ABOUT THIS TASK - From the listing below, reproduce word for word the part that opens with the line containing "Cloning is cheap;" and closes with the line containing "pub fn downgrade(&self)"; reproduce nothing else.

DATASET RECORDS -
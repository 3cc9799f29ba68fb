use std::cell::RefCell;
use std::rc::{Rc, Weak};

/// Single-threaded shared handle.
///
/// Hosts hand the view tree to the presentation controller through this type.
/// Cloning is cheap; deferred callbacks should hold a [`WeakShared`] instead so
/// that tearing down the owner mid-animation leaves them with nothing to touch.
pub struct Shared<T> {
    inner: Rc<RefCell<T>>,
}

impl<T> Clone for Shared<T> {
    fn clone(&self) -> Self {
        Self {
            inner: Rc::clone(&self.inner),
        }
    }
}

impl<T> Shared<T> {
    pub fn new(value: T) -> Self {
        Self {
            inner: Rc::new(RefCell::new(value)),
        }
    }

    /// Run `f` with an immutable reference to the stored value.
    pub fn with<R>(&self, f: impl FnOnce(&T) -> R) -> R {
        let borrow = self.inner.borrow();
        f(&*borrow)
    }

    /// Run `f` with a mutable reference to the stored value.
    pub fn update<R>(&self, f: impl FnOnce(&mut T) -> R) -> R {
        let mut borrow = self.inner.borrow_mut();
        f(&mut *borrow)
    }

    pub fn downgrade(&self) -> WeakShared<T> {
        WeakShared {
            inner: Rc::downgrade(&self.inner),
        }
    }
}

/// Non-owning counterpart of [`Shared`].
pub struct WeakShared<T> {
    inner: Weak<RefCell<T>>,
}

impl<T> Clone for WeakShared<T> {
    fn clone(&self) -> Self {
        Self {
            inner: Weak::clone(&self.inner),
        }
    }
}

impl<T> Default for WeakShared<T> {
    fn default() -> Self {
        Self { inner: Weak::new() }
    }
}

impl<T> WeakShared<T> {
    pub fn upgrade(&self) -> Option<Shared<T>> {
        self.inner.upgrade().map(|inner| Shared { inner })
    }
}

EXERCISE RESPONSE -
/// Cloning is cheap; deferred callbacks should hold a [`WeakShared`] instead so
/// that tearing down the owner mid-animation leaves them with nothing to touch.
pub struct Shared<T> {
    inner: Rc<RefCell<T>>,
}

impl<T> Clone for Shared<T> {
    fn clone(&self) -> Self {
        Self {
            inner: Rc::clone(&self.inner),
        }
    }
}

impl<T> Shared<T> {
    pub fn new(value: T) -> Self {
        Self {
            inner: Rc::new(RefCell::new(value)),
        }
    }

    /// Run `f` with an immutable reference to the stored value.
    pub fn with<R>(&self, f: impl FnOnce(&T) -> R) -> R {
        let borrow = self.inner.borrow();
        f(&*borrow)
    }

    /// Run `f` with a mutable reference to the stored value.
    pub fn update<R>(&self, f: impl FnOnce(&mut T) -> R) -> R {
        let mut borrow = self.inner.borrow_mut();
        f(&mut *borrow)
    }

    pub fn downgrade(&self) -> WeakShared<T> {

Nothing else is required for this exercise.